Your instructions => All records that follow are to be output exactly.

Supplied data =>
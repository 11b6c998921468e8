use std::{fs::OpenOptions, io::Write, path::PathBuf};

use anyhow::{Context, Result};
use argp::FromArgs;
use ci_status_core::{
    config::{ConfigFile, InputArgs, Inputs},
    context::assemble,
    dispatch::{Message, apply_forced_outcome, dispatch},
    source::event_sha,
};
use ci_status_github::{GitHub, actions::load_run_context};
use ci_status_slack::SlackClient;
use ci_status_templates::{parse_blocks, render_default, render_file};

#[derive(FromArgs, PartialEq, Eq, Debug)]
/// Render the run status and post it to a Slack channel.
#[argp(subcommand, name = "post")]
pub struct Args {
    #[argp(option)]
    /// GitHub token (defaults to $GITHUB_TOKEN)
    github_token: Option<String>,
    #[argp(option)]
    /// Slack bot token (defaults to $SLACK_BOT_TOKEN)
    bot_token: Option<String>,
    #[argp(option)]
    /// Slack channel id
    channel_id: Option<String>,
    #[argp(option)]
    /// status text shown in the message
    status: Option<String>,
    #[argp(option)]
    /// message template, relative to the working directory
    template_file: Option<PathBuf>,
    #[argp(option)]
    /// id of a previously posted message to update
    message_id: Option<String>,
    #[argp(option)]
    /// commit to report instead of the event's own
    source_sha: Option<String>,
    #[argp(option)]
    /// only show steps whose name ends with this suffix
    inclusion_suffix: Option<String>,
    #[argp(switch)]
    /// report the current job as failed
    force_failure: bool,
    #[argp(switch)]
    /// report the current job as completed
    force_success: bool,
    #[argp(option)]
    /// template parameters as "- key: value" lines
    params: Option<String>,
    #[argp(option)]
    /// indicator overrides as "- status: text" lines
    indicators: Option<String>,
    #[argp(option)]
    /// YAML file with default values for the options above
    config: Option<PathBuf>,
}

impl From<Args> for InputArgs {
    fn from(args: Args) -> Self {
        Self {
            github_token: args.github_token,
            bot_token: args.bot_token,
            channel_id: args.channel_id,
            status: args.status,
            template_file: args.template_file,
            message_id: args.message_id,
            source_sha: args.source_sha,
            inclusion_suffix: args.inclusion_suffix,
            force_failure: args.force_failure,
            force_success: args.force_success,
            params: args.params,
            indicators: args.indicators,
        }
    }
}

pub async fn run(args: Args) -> Result<()> {
    let mut file = match &args.config {
        Some(path) => ConfigFile::load(path)?,
        None => ConfigFile::default(),
    };
    file.github_token = file.github_token.or_else(|| std::env::var("GITHUB_TOKEN").ok());
    file.bot_token = file.bot_token.or_else(|| std::env::var("SLACK_BOT_TOKEN").ok());
    let inputs = Inputs::resolve(file, args.into())?;

    let run = load_run_context().context("Failed to read the Actions environment")?;
    let github = GitHub::new(&inputs.github_token, run.api_url.as_ref())?;
    let sha = event_sha(run.pull_request.as_ref(), &run.sha, inputs.source_sha.as_deref());
    tracing::info!("Reporting run {} of {}/{} at {}", run.run_id, run.owner, run.repo, sha);

    let (source, mut jobs) = tokio::try_join!(
        github.resolve_source(&run, &sha),
        github.fetch_jobs(&run, &inputs.indicators, inputs.inclusion_suffix.as_deref()),
    )?;
    if let Some(outcome) = inputs.forced_outcome
        && !apply_forced_outcome(&mut jobs, &run.job, outcome, &inputs.indicators)
    {
        tracing::debug!("No job named {} to override", run.job);
    }

    let vars = assemble(inputs.params, source, run.workflow_context(), jobs, inputs.status.clone());
    let vars = vars.to_escaped_value()?;
    let rendered = match &inputs.template_file {
        Some(path) => render_file(path, &vars)?,
        None => render_default(&vars)?,
    };
    let blocks = parse_blocks(&rendered)?;

    let slack = SlackClient::new(inputs.bot_token);
    let message = Message { channel: inputs.channel_id, text: inputs.status, blocks };
    let message_id = dispatch(&slack, inputs.message_id.as_deref(), message).await?;
    write_output(&message_id)?;
    Ok(())
}

fn write_output(message_id: &str) -> Result<()> {
    println!("{message_id}");
    if let Ok(path) = std::env::var("GITHUB_OUTPUT") {
        let mut file = OpenOptions::new()
            .create(true)
            .append(true)
            .open(&path)
            .with_context(|| format!("Failed to open {path}"))?;
        writeln!(file, "message_id={message_id}")
            .with_context(|| format!("Failed to write {path}"))?;
    }
    Ok(())
}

Result of the exercise =>
repository 11b6c998921468e8
use std::{fs::OpenOptions, io::Write, path::PathBuf};

use anyhow::{Context, Result};
use argp::FromArgs;
use ci_status_core::{
    config::{ConfigFile, InputArgs, Inputs},
    context::assemble,
    dispatch::{Message, apply_forced_outcome, dispatch},
    source::event_sha,
};
use ci_status_github::{GitHub, actions::load_run_context};
use ci_status_slack::SlackClient;
use ci_status_templates::{parse_blocks, render_default, render_file};

#[derive(FromArgs, PartialEq, Eq, Debug)]
/// Render the run status and post it to a Slack channel.
#[argp(subcommand, name = "post")]
pub struct Args {
    #[argp(option)]
    /// GitHub token (defaults to $GITHUB_TOKEN)
    github_token: Option<String>,
    #[argp(option)]
    /// Slack bot token (defaults to $SLACK_BOT_TOKEN)
    bot_token: Option<String>,
    #[argp(option)]
    /// Slack channel id
    channel_id: Option<String>,
    #[argp(option)]
    /// status text shown in the message
    status: Option<String>,
    #[argp(option)]
    /// message template, relative to the working directory
    template_file: Option<PathBuf>,
    #[argp(option)]
    /// id of a previously posted message to update
    message_id: Option<String>,
    #[argp(option)]
    /// commit to report instead of the event's own
    source_sha: Option<String>,
    #[argp(option)]
    /// only show steps whose name ends with this suffix
    inclusion_suffix: Option<String>,
    #[argp(switch)]
    /// report the current job as failed
    force_failure: bool,
    #[argp(switch)]
    /// report the current job as completed
    force_success: bool,
    #[argp(option)]
    /// template parameters as "- key: value" lines
    params: Option<String>,
    #[argp(option)]
    /// indicator overrides as "- status: text" lines
    indicators: Option<String>,
    #[argp(option)]
    /// YAML file with default values for the options above
    config: Option<PathBuf>,
}

impl From<Args> for InputArgs {
    fn from(args: Args) -> Self {
        Self {
            github_token: args.github_token,
            bot_token: args.bot_token,
            channel_id: args.channel_id,
            status: args.status,
            template_file: args.template_file,
            message_id: args.message_id,
            source_sha: args.source_sha,
            inclusion_suffix: args.inclusion_suffix,
            force_failure: args.force_failure,
            force_success: args.force_success,
            params: args.params,
            indicators: args.indicators,
        }
    }
}

pub async fn run(args: Args) -> Result<()> {
    let mut file = match &args.config {
        Some(path) => ConfigFile::load(path)?,
        None => ConfigFile::default(),
    };
    file.github_token = file.github_token.or_else(|| std::env::var("GITHUB_TOKEN").ok());
    file.bot_token = file.bot_token.or_else(|| std::env::var("SLACK_BOT_TOKEN").ok());
    let inputs = Inputs::resolve(file, args.into())?;

    let run = load_run_context().context("Failed to read the Actions environment")?;
    let github = GitHub::new(&inputs.github_token, run.api_url.as_ref())?;
    let sha = event_sha(run.pull_request.as_ref(), &run.sha, inputs.source_sha.as_deref());
    tracing::info!("Reporting run {} of {}/{} at {}", run.run_id, run.owner, run.repo, sha);

    let (source, mut jobs) = tokio::try_join!(
        github.resolve_source(&run, &sha),
        github.fetch_jobs(&run, &inputs.indicators, inputs.inclusion_suffix.as_deref()),
    )?;
    if let Some(outcome) = inputs.forced_outcome
        && !apply_forced_outcome(&mut jobs, &run.job, outcome, &inputs.indicators)
    {
        tracing::debug!("No job named {} to override", run.job);
    }

    let vars = assemble(inputs.params, source, run.workflow_context(), jobs, inputs.status.clone());
    let vars = vars.to_escaped_value()?;
    let rendered = match &inputs.template_file {
        Some(path) => render_file(path, &vars)?,
        None => render_default(&vars)?,
    };
    let blocks = parse_blocks(&rendered)?;

    let slack = SlackClient::new(inputs.bot_token);
    let message = Message { channel: inputs.channel_id, text: inputs.status, blocks };
    let message_id = dispatch(&slack, inputs.message_id.as_deref(), message).await?;
    write_output(&message_id)?;
    Ok(())
}

fn write_output(message_id: &str) -> Result<()> {
    println!("{message_id}");
    if let Ok(path) = std::env::var("GITHUB_OUTPUT") {
        let mut file = OpenOptions::new()
            .create(true)
            .append(true)
            .open(&path)
            .with_context(|| format!("Failed to open {path}"))?;
        writeln!(file, "message_id={message_id}")
            .with_context(|| format!("Failed to write {path}"))?;
    }
    Ok(())
}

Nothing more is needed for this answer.